Background: It has long been a dream of mine to build my own home. What has prevented me is money: I can't afford to pay my current home mortgage, new land payments and pay for construction. I got what I think may be the solution the other day: an owner built modular home that I build on my current property and then can break into modules, ship separately and reassemble.

Solution: I would build a series of 4 8'x18' bays in accordance with these specs (http://www.tinyhousedesign.com/2010/08/19/road-limits-for-tiny-houses-on-trailers/) that could then be moved on a trailer such as this (http://www.equipmenttraderonline.com/find/listing/2010-Sure-Trac-8.5-x-18-ft.-%289,990-lbs.%29-Low-Profile-Deckover-96587682).
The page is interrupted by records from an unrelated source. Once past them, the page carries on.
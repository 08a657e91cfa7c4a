use crate::subnet::TrustedSubnet;
use anyhow::{bail, Context};
use clap::Parser;
use serde::Deserialize;
use std::collections::HashMap;
use std::path::PathBuf;
use std::time::Duration;

/// Wire transport the collector serves.
#[derive(Debug, Clone, Copy, PartialEq, Eq, clap::ValueEnum)]
pub enum Transport {
    Http,
    Rpc,
}

impl std::str::FromStr for Transport {
    type Err = anyhow::Error;

    fn from_str(s: &str) -> Result<Self, Self::Err> {
        match s {
            "http" => Ok(Transport::Http),
            "rpc" | "grpc" => Ok(Transport::Rpc),
            _ => bail!("unknown transport '{s}' (expected http or rpc)"),
        }
    }
}

/// Immutable collector configuration, assembled once at startup.
#[derive(Debug, Clone)]
pub struct ServerConfig {
    /// Socket to listen on.
    pub address: String,
    /// Zero means save synchronously after every write.
    pub store_interval: Duration,
    pub store_file: String,
    pub restore: bool,
    /// HMAC key for integrity checks; unset disables them.
    pub key: Option<String>,
    /// Database DSN; set selects the relational backuper.
    pub db_dsn: Option<String>,
    /// Path to the RSA private key; unset disables body decryption.
    pub crypto_key: Option<PathBuf>,
    pub trusted_subnet: Option<TrustedSubnet>,
    pub transport: Transport,
}

impl Default for ServerConfig {
    fn default() -> Self {
        Self {
            address: "localhost:8080".to_string(),
            store_interval: Duration::from_secs(300),
            store_file: "/tmp/pulsemon-metrics-db.json".to_string(),
            restore: true,
            key: None,
            db_dsn: None,
            crypto_key: None,
            trusted_subnet: None,
            transport: Transport::Http,
        }
    }
}

impl ServerConfig {
    /// Save after every write: relational storage, or a zero interval.
    pub fn sync_save(&self) -> bool {
        self.db_dsn.is_some() || self.store_interval.is_zero()
    }

    /// The periodic recorder only runs for the file backuper with a
    /// non-zero interval.
    pub fn periodic_recorder(&self) -> bool {
        self.db_dsn.is_none() && !self.store_interval.is_zero() && !self.store_file.is_empty()
    }
}

/// Parses `"300"`, `"1.5"` (seconds) or suffixed forms (`"10s"`, `"500ms"`,
/// `"5m"`, `"1h"`).
pub fn parse_duration(s: &str) -> Result<Duration, String> {
    let s = s.trim();
    if let Ok(secs) = s.parse::<f64>() {
        if secs < 0.0 {
            return Err(format!("negative duration '{s}'"));
        }
        return Ok(Duration::from_secs_f64(secs));
    }
    let (number, scale) = if let Some(v) = s.strip_suffix("ms") {
        (v, 0.001)
    } else if let Some(v) = s.strip_suffix('s') {
        (v, 1.0)
    } else if let Some(v) = s.strip_suffix('m') {
        (v, 60.0)
    } else if let Some(v) = s.strip_suffix('h') {
        (v, 3600.0)
    } else {
        return Err(format!("invalid duration '{s}'"));
    };
    let value: f64 = number
        .parse()
        .map_err(|_| format!("invalid duration '{s}'"))?;
    if value < 0.0 {
        return Err(format!("negative duration '{s}'"));
    }
    Ok(Duration::from_secs_f64(value * scale))
}

/// Duration field of the JSON config file: a bare number of seconds or a
/// suffixed string.
#[derive(Debug, Clone, Deserialize)]
#[serde(untagged)]
pub enum DurationField {
    Seconds(f64),
    Text(String),
}

impl DurationField {
    pub fn to_duration(&self) -> anyhow::Result<Duration> {
        match self {
            DurationField::Seconds(secs) if *secs >= 0.0 => Ok(Duration::from_secs_f64(*secs)),
            DurationField::Seconds(secs) => bail!("negative duration {secs}"),
            DurationField::Text(s) => parse_duration(s).map_err(anyhow::Error::msg),
        }
    }
}

/// Command-line flags. All optional; unset flags fall back to the config
/// file and the built-in defaults.
#[derive(Parser, Debug, Default)]
#[command(
    name = "pulsemon-server",
    about = "Receives metrics from agents and serves last-known values"
)]
pub struct Flags {
    /// Socket to listen on
    #[arg(short = 'a', long = "address")]
    pub address: Option<String>,

    /// Save data interval (0 saves after every write)
    #[arg(short = 'i', long = "store-interval", value_parser = parse_duration)]
    pub store_interval: Option<Duration>,

    /// File for saving data
    #[arg(short = 'f', long = "store-file")]
    pub store_file: Option<String>,

    /// Restore data from storage on start
    #[arg(short = 'r', long = "restore")]
    pub restore: Option<bool>,

    /// HMAC key for metric validation
    #[arg(short = 'k', long = "key")]
    pub key: Option<String>,

    /// Database address
    #[arg(short = 'd', long = "database-dsn")]
    pub db_dsn: Option<String>,

    /// Path to the private key
    #[arg(long = "crypto-key")]
    pub crypto_key: Option<PathBuf>,

    /// Trusted subnet in CIDR form
    #[arg(short = 't', long = "trusted-subnet")]
    pub trusted_subnet: Option<String>,

    /// Wire transport
    #[arg(long = "transport", value_enum)]
    pub transport: Option<Transport>,

    /// Path to a JSON config file
    #[arg(short = 'c', long = "config")]
    pub config: Option<PathBuf>,
}

/// JSON config file contents. Every field optional.
#[derive(Debug, Default, Deserialize)]
pub struct FileConfig {
    pub address: Option<String>,
    pub store_interval: Option<DurationField>,
    pub store_file: Option<String>,
    pub restore: Option<bool>,
    pub key: Option<String>,
    pub database_dsn: Option<String>,
    pub crypto_key: Option<PathBuf>,
    pub trusted_subnet: Option<String>,
    pub transport: Option<String>,
}

impl FileConfig {
    pub fn load(path: &std::path::Path) -> anyhow::Result<Self> {
        tracing::info!(path = %path.display(), "loading config file");
        let data = std::fs::read_to_string(path)
            .with_context(|| format!("cannot read config file '{}'", path.display()))?;
        serde_json::from_str(&data)
            .with_context(|| format!("cannot parse config file '{}'", path.display()))
    }
}

/// Loads the collector configuration from process arguments, environment,
/// and the optional JSON config file. Fatal on any invalid option.
pub fn load() -> anyhow::Result<ServerConfig> {
    let flags = Flags::parse();
    let env: HashMap<String, String> = std::env::vars().collect();
    let file = match env.get("CONFIG").map(PathBuf::from).or_else(|| flags.config.clone()) {
        Some(path) => Some(FileConfig::load(&path)?),
        None => None,
    };
    resolve(file, flags, &env)
}

/// An empty string means the check is disabled.
fn parse_subnet(s: &str) -> anyhow::Result<Option<TrustedSubnet>> {
    if s.is_empty() {
        return Ok(None);
    }
    s.parse::<TrustedSubnet>()
        .map(Some)
        .map_err(anyhow::Error::msg)
}

fn parse_bool(s: &str) -> anyhow::Result<bool> {
    match s {
        "true" | "1" => Ok(true),
        "false" | "0" => Ok(false),
        _ => bail!("invalid boolean '{s}'"),
    }
}

/// Pure resolution of the configuration layers, precedence high to low:
/// environment, flags, config file, defaults.
pub fn resolve(
    file: Option<FileConfig>,
    flags: Flags,
    env: &HashMap<String, String>,
) -> anyhow::Result<ServerConfig> {
    let mut cfg = ServerConfig::default();

    if let Some(file) = file {
        if let Some(v) = file.address {
            cfg.address = v;
        }
        if let Some(v) = file.store_interval {
            cfg.store_interval = v.to_duration().context("store_interval")?;
        }
        if let Some(v) = file.store_file {
            cfg.store_file = v;
        }
        if let Some(v) = file.restore {
            cfg.restore = v;
        }
        if let Some(v) = file.key {
            cfg.key = Some(v);
        }
        if let Some(v) = file.database_dsn {
            cfg.db_dsn = Some(v);
        }
        if let Some(v) = file.crypto_key {
            cfg.crypto_key = Some(v);
        }
        if let Some(v) = file.trusted_subnet {
            cfg.trusted_subnet = parse_subnet(&v)?;
        }
        if let Some(v) = file.transport {
            cfg.transport = v.parse()?;
        }
    }

    if let Some(v) = flags.address {
        cfg.address = v;
    }
    if let Some(v) = flags.store_interval {
        cfg.store_interval = v;
    }
    if let Some(v) = flags.store_file {
        cfg.store_file = v;
    }
    if let Some(v) = flags.restore {
        cfg.restore = v;
    }
    if let Some(v) = flags.key {
        cfg.key = Some(v);
    }
    if let Some(v) = flags.db_dsn {
        cfg.db_dsn = Some(v);
    }
    if let Some(v) = flags.crypto_key {
        cfg.crypto_key = Some(v);
    }
    if let Some(v) = flags.trusted_subnet {
        cfg.trusted_subnet = parse_subnet(&v)?;
    }
    if let Some(v) = flags.transport {
        cfg.transport = v;
    }

    if let Some(v) = env.get("ADDRESS") {
        cfg.address = v.clone();
    }
    if let Some(v) = env.get("STORE_INTERVAL") {
        cfg.store_interval = parse_duration(v).map_err(anyhow::Error::msg)?;
    }
    if let Some(v) = env.get("STORE_FILE") {
        cfg.store_file = v.clone();
    }
    if let Some(v) = env.get("RESTORE") {
        cfg.restore = parse_bool(v)?;
    }
    if let Some(v) = env.get("KEY") {
        cfg.key = Some(v.clone());
    }
    if let Some(v) = env.get("DATABASE_DSN") {
        cfg.db_dsn = Some(v.clone());
    }
    if let Some(v) = env.get("CRYPTO_KEY") {
        cfg.crypto_key = Some(PathBuf::from(v));
    }
    if let Some(v) = env.get("TRUSTED_SUBNET") {
        cfg.trusted_subnet = parse_subnet(v)?;
    }
    if let Some(v) = env.get("TRANSPORT") {
        cfg.transport = v.parse()?;
    }

    if cfg.key.as_deref() == Some("") {
        cfg.key = None;
    }
    if cfg.db_dsn.as_deref() == Some("") {
        cfg.db_dsn = None;
    }
    if cfg.crypto_key.as_deref() == Some(std::path::Path::new("")) {
        cfg.crypto_key = None;
    }
    Ok(cfg)
}

#[cfg(test)]
mod tests {
    use super::*;

    #[test]
    fn defaults_when_no_sources_set() {
        let cfg = resolve(None, Flags::default(), &HashMap::new()).unwrap();
        assert_eq!(cfg.address, "localhost:8080");
        assert_eq!(cfg.store_interval, Duration::from_secs(300));
        assert_eq!(cfg.store_file, "/tmp/pulsemon-metrics-db.json");
        assert!(cfg.restore);
        assert!(cfg.trusted_subnet.is_none());
        assert_eq!(cfg.transport, Transport::Http);
    }

    #[test]
    fn sync_save_policy() {
        let mut cfg = ServerConfig::default();
        assert!(!cfg.sync_save());
        assert!(cfg.periodic_recorder());

        cfg.store_interval = Duration::ZERO;
        assert!(cfg.sync_save());
        assert!(!cfg.periodic_recorder());

        cfg.store_interval = Duration::from_secs(300);
        cfg.db_dsn = Some("/tmp/m.db".to_string());
        assert!(cfg.sync_save());
        assert!(!cfg.periodic_recorder());
    }

    #[test]
    fn file_accepts_both_duration_forms() {
        let file: FileConfig = serde_json::from_str(
            r#"{"store_interval":"1m","trusted_subnet":"10.0.0.0/8"}"#,
        )
        .unwrap();
        let cfg = resolve(Some(file), Flags::default(), &HashMap::new()).unwrap();
        assert_eq!(cfg.store_interval, Duration::from_secs(60));
        assert!(cfg
            .trusted_subnet
            .unwrap()
            .contains("10.1.2.3".parse().unwrap()));

        let file: FileConfig = serde_json::from_str(r#"{"store_interval":300}"#).unwrap();
        let cfg = resolve(Some(file), Flags::default(), &HashMap::new()).unwrap();
        assert_eq!(cfg.store_interval, Duration::from_secs(300));
    }

    #[test]
    fn env_overrides_flags_overrides_file() {
        let file: FileConfig =
            serde_json::from_str(r#"{"address":"file:1","store_file":"/tmp/file.json"}"#).unwrap();
        let flags = Flags {
            address: Some("flag:2".to_string()),
            restore: Some(false),
            ..Flags::default()
        };
        let env: HashMap<String, String> = [
            ("ADDRESS".to_string(), "env:3".to_string()),
            ("RESTORE".to_string(), "true".to_string()),
        ]
        .into();
        let cfg = resolve(Some(file), flags, &env).unwrap();
        assert_eq!(cfg.address, "env:3");
        assert_eq!(cfg.store_file, "/tmp/file.json");
        assert!(cfg.restore);
    }

    #[test]
    fn invalid_subnet_is_fatal() {
        let env: HashMap<String, String> =
            [("TRUSTED_SUBNET".to_string(), "10.0.0.0".to_string())].into();
        assert!(resolve(None, Flags::default(), &env).is_err());
    }

    #[test]
    fn empty_dsn_and_key_mean_disabled() {
        let env: HashMap<String, String> = [
            ("DATABASE_DSN".to_string(), String::new()),
            ("KEY".to_string(), String::new()),
        ]
        .into();
        let cfg = resolve(None, Flags::default(), &env).unwrap();
        assert!(cfg.db_dsn.is_none());
        assert!(cfg.key.is_none());
    }
}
Here is a sort of example of how these would look: http://www.sherpacabins.com/bedroom.html

I would build a pier foundation (that is the same height as the trailer bed)  on my current property and, once the house was done and the land bought, on my new property.  I would then individually skid each bay onto the trailer with a winch, tow them to the new land and finally skid them off onto the new foundation. Once they were all in place I'd reattach them all.

Questions:
• Is this crazy? It seems to me not but I just want a sanity check before I begin going further with this.
• How would this work with building codes? I don't know when my land is yet so I don't know what codes to follow!

Note: I want to use a trailer that can hook up to my pick-up truck both because a larger trailer would have trouble getting into my back yard and because it would give me greater flexibility and independence .

I'd appreciate any thoughts or advise.
Best, M

glenn kangiser

It could be done but I would keep them in small enough units to be able to move them with yourself and what helpers you may be able to get.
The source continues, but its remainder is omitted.